• **TASK TO CARRY OUT**
Each entry must appear in the answer exactly as it does here.

Saved data entries:
=-=-=-=-=
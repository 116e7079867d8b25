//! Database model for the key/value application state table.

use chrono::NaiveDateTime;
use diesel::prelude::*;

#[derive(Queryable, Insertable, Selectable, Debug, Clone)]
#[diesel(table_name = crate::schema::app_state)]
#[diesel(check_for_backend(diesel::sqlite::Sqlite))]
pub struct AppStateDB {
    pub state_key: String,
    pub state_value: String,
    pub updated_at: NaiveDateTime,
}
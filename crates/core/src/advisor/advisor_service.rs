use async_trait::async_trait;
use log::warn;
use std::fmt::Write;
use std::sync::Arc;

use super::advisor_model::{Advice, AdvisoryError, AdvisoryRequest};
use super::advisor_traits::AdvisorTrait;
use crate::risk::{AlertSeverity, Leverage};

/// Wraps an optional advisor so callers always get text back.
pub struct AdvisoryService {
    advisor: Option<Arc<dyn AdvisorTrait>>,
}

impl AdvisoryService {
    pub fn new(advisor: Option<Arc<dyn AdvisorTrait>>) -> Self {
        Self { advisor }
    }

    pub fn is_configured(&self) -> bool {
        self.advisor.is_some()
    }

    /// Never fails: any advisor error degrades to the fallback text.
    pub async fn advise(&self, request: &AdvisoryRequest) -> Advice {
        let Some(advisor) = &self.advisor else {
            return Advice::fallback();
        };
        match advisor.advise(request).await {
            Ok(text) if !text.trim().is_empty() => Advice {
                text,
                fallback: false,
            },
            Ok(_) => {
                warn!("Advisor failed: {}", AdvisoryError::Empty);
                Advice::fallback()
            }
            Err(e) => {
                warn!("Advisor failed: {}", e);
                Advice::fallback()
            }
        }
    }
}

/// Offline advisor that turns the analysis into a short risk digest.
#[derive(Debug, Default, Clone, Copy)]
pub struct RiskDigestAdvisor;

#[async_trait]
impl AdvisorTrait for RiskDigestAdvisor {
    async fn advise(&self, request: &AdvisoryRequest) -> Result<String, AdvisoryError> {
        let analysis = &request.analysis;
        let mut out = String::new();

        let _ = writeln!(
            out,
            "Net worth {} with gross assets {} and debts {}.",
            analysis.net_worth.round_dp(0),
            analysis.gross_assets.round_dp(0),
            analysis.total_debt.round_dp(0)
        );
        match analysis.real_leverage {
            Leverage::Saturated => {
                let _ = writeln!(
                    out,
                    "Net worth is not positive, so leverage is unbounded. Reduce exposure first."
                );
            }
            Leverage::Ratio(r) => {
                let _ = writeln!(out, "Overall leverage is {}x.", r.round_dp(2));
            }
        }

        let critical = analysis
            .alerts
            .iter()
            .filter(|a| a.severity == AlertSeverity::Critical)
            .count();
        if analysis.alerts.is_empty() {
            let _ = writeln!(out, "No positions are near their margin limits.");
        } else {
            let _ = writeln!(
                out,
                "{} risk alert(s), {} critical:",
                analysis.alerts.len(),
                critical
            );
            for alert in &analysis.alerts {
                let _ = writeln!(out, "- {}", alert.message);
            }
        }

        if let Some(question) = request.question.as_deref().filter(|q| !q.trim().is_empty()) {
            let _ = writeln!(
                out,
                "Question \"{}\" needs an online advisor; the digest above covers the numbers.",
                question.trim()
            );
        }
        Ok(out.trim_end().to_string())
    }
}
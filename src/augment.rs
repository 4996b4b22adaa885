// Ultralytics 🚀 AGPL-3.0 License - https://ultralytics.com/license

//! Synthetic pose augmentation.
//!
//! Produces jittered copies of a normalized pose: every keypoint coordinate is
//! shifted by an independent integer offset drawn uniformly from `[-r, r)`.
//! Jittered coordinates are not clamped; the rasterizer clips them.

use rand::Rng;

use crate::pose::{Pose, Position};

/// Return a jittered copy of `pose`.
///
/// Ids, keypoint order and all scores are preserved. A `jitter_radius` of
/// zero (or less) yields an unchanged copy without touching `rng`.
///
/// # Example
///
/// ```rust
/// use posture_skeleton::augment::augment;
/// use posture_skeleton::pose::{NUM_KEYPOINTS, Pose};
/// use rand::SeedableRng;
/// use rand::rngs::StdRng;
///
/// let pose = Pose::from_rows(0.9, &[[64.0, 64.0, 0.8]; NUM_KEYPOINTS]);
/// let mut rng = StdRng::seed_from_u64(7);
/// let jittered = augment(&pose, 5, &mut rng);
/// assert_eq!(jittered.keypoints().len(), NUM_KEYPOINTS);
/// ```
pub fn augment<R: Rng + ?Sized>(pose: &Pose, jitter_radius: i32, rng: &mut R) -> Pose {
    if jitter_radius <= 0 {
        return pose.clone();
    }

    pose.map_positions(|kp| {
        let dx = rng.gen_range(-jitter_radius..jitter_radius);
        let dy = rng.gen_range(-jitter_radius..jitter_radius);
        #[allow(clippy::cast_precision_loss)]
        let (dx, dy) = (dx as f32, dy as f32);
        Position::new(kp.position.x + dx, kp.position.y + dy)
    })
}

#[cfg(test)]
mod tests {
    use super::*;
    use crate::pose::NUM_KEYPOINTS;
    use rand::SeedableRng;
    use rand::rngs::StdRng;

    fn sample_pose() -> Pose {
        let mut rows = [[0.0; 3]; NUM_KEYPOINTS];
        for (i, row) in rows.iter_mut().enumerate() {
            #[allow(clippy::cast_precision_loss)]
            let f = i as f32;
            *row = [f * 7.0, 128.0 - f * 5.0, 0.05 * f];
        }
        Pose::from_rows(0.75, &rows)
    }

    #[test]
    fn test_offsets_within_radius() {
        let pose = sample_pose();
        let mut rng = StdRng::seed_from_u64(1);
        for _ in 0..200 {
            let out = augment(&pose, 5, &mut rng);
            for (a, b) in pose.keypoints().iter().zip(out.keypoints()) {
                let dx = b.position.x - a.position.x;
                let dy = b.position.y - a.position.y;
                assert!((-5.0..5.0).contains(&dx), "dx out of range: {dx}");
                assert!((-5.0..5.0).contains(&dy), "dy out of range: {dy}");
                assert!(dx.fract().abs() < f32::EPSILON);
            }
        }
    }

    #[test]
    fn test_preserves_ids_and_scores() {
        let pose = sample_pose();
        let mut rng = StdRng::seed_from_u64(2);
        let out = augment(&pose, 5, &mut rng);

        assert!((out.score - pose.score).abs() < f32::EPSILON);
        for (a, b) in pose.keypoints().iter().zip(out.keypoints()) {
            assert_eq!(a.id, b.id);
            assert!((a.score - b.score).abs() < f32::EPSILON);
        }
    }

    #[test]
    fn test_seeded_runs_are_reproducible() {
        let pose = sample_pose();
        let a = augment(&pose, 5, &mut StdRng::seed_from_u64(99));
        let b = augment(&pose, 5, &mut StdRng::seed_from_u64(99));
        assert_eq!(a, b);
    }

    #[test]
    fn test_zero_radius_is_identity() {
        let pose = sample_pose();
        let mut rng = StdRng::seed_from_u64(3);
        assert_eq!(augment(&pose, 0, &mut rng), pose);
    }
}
=-=-=-=-=
• **RESULT OF THE TASK**
repository 116e7079867d8b25
//! Database model for the key/value application state table.

use chrono::NaiveDateTime;
use diesel::prelude::*;

#[derive(Queryable, Insertable, Selectable, Debug, Clone)]
#[diesel(table_name = crate::schema::app_state)]
#[diesel(check_for_backend(diesel::sqlite::Sqlite))]
pub struct AppStateDB {
    pub state_key: String,
    pub state_value: String,
    pub updated_at: NaiveDateTime,
}
filename crates/core/src/advisor/advisor_service.rs
use async_trait::async_trait;
use log::warn;
use std::fmt::Write;
use std::sync::Arc;

use super::advisor_model::{Advice, AdvisoryError, AdvisoryRequest};
use super::advisor_traits::AdvisorTrait;
use crate::risk::{AlertSeverity, Leverage};

/// Wraps an optional advisor so callers always get text back.
pub struct AdvisoryService {
    advisor: Option<Arc<dyn AdvisorTrait>>,
}

impl AdvisoryService {
    pub fn new(advisor: Option<Arc<dyn AdvisorTrait>>) -> Self {
        Self { advisor }
    }

    pub fn is_configured(&self) -> bool {
        self.advisor.is_some()
    }

    /// Never fails: any advisor error degrades to the fallback text.
    pub async fn advise(&self, request: &AdvisoryRequest) -> Advice {
        let Some(advisor) = &self.advisor else {
            return Advice::fallback();
        };
        match advisor.advise(request).await {
            Ok(text) if !text.trim().is_empty() => Advice {
                text,
                fallback: false,
            },
            Ok(_) => {
                warn!("Advisor failed: {}", AdvisoryError::Empty);
                Advice::fallback()
            }
            Err(e) => {
                warn!("Advisor failed: {}", e);
                Advice::fallback()
            }
        }
    }
}

/// Offline advisor that turns the analysis into a short risk digest.
#[derive(Debug, Default, Clone, Copy)]
pub struct RiskDigestAdvisor;

#[async_trait]
impl AdvisorTrait for RiskDigestAdvisor {
    async fn advise(&self, request: &AdvisoryRequest) -> Result<String, AdvisoryError> {
        let analysis = &request.analysis;
        let mut out = String::new();

        let _ = writeln!(
            out,
            "Net worth {} with gross assets {} and debts {}.",
            analysis.net_worth.round_dp(0),
            analysis.gross_assets.round_dp(0),
            analysis.total_debt.round_dp(0)
        );
        match analysis.real_leverage {
            Leverage::Saturated => {
                let _ = writeln!(
                    out,
                    "Net worth is not positive, so leverage is unbounded. Reduce exposure first."
                );
            }
            Leverage::Ratio(r) => {
                let _ = writeln!(out, "Overall leverage is {}x.", r.round_dp(2));
            }
        }

        let critical = analysis
            .alerts
            .iter()
            .filter(|a| a.severity == AlertSeverity::Critical)
            .count();
        if analysis.alerts.is_empty() {
            let _ = writeln!(out, "No positions are near their margin limits.");
        } else {
            let _ = writeln!(
                out,
                "{} risk alert(s), {} critical:",
                analysis.alerts.len(),
                critical
            );
            for alert in &analysis.alerts {
                let _ = writeln!(out, "- {}", alert.message);
            }
        }

        if let Some(question) = request.question.as_deref().filter(|q| !q.trim().is_empty()) {
            let _ = writeln!(
                out,
                "Question \"{}\" needs an online advisor; the digest above covers the numbers.",
                question.trim()
            );
        }
        Ok(out.trim_end().to_string())
    }
}
filename src/augment.rs
repository 4996b4b22adaa885
// Ultralytics 🚀 AGPL-3.0 License - https://ultralytics.com/license

//! Synthetic pose augmentation.
//!
//! Produces jittered copies of a normalized pose: every keypoint coordinate is
//! shifted by an independent integer offset drawn uniformly from `[-r, r)`.
//! Jittered coordinates are not clamped; the rasterizer clips them.

use rand::Rng;

use crate::pose::{Pose, Position};

/// Return a jittered copy of `pose`.
///
/// Ids, keypoint order and all scores are preserved. A `jitter_radius` of
/// zero (or less) yields an unchanged copy without touching `rng`.
///
/// # Example
///
/// ```rust
/// use posture_skeleton::augment::augment;
/// use posture_skeleton::pose::{NUM_KEYPOINTS, Pose};
/// use rand::SeedableRng;
/// use rand::rngs::StdRng;
///
/// let pose = Pose::from_rows(0.9, &[[64.0, 64.0, 0.8]; NUM_KEYPOINTS]);
/// let mut rng = StdRng::seed_from_u64(7);
/// let jittered = augment(&pose, 5, &mut rng);
/// assert_eq!(jittered.keypoints().len(), NUM_KEYPOINTS);
/// ```
pub fn augment<R: Rng + ?Sized>(pose: &Pose, jitter_radius: i32, rng: &mut R) -> Pose {
    if jitter_radius <= 0 {
        return pose.clone();
    }

    pose.map_positions(|kp| {
        let dx = rng.gen_range(-jitter_radius..jitter_radius);
        let dy = rng.gen_range(-jitter_radius..jitter_radius);
        #[allow(clippy::cast_precision_loss)]
        let (dx, dy) = (dx as f32, dy as f32);
        Position::new(kp.position.x + dx, kp.position.y + dy)
    })
}

#[cfg(test)]
mod tests {
    use super::*;
    use crate::pose::NUM_KEYPOINTS;
    use rand::SeedableRng;
    use rand::rngs::StdRng;

    fn sample_pose() -> Pose {
        let mut rows = [[0.0; 3]; NUM_KEYPOINTS];
        for (i, row) in rows.iter_mut().enumerate() {
            #[allow(clippy::cast_precision_loss)]
            let f = i as f32;
            *row = [f * 7.0, 128.0 - f * 5.0, 0.05 * f];
        }
        Pose::from_rows(0.75, &rows)
    }

    #[test]
    fn test_offsets_within_radius() {
        let pose = sample_pose();
        let mut rng = StdRng::seed_from_u64(1);
        for _ in 0..200 {
            let out = augment(&pose, 5, &mut rng);
            for (a, b) in pose.keypoints().iter().zip(out.keypoints()) {
                let dx = b.position.x - a.position.x;
                let dy = b.position.y - a.position.y;
                assert!((-5.0..5.0).contains(&dx), "dx out of range: {dx}");
                assert!((-5.0..5.0).contains(&dy), "dy out of range: {dy}");
                assert!(dx.fract().abs() < f32::EPSILON);
            }
        }
    }

    #[test]
    fn test_preserves_ids_and_scores() {
        let pose = sample_pose();
        let mut rng = StdRng::seed_from_u64(2);
        let out = augment(&pose, 5, &mut rng);

        assert!((out.score - pose.score).abs() < f32::EPSILON);
        for (a, b) in pose.keypoints().iter().zip(out.keypoints()) {
            assert_eq!(a.id, b.id);
            assert!((a.score - b.score).abs() < f32::EPSILON);
        }
    }

    #[test]
    fn test_seeded_runs_are_reproducible() {
        let pose = sample_pose();
        let a = augment(&pose, 5, &mut StdRng::seed_from_u64(99));
        let b = augment(&pose, 5, &mut StdRng::seed_from_u64(99));
        assert_eq!(a, b);
    }

    #[test]
    fn test_zero_radius_is_identity() {
        let pose = sample_pose();
        let mut rng = StdRng::seed_from_u64(3);
        assert_eq!(augment(&pose, 0, &mut rng), pose);
    }
}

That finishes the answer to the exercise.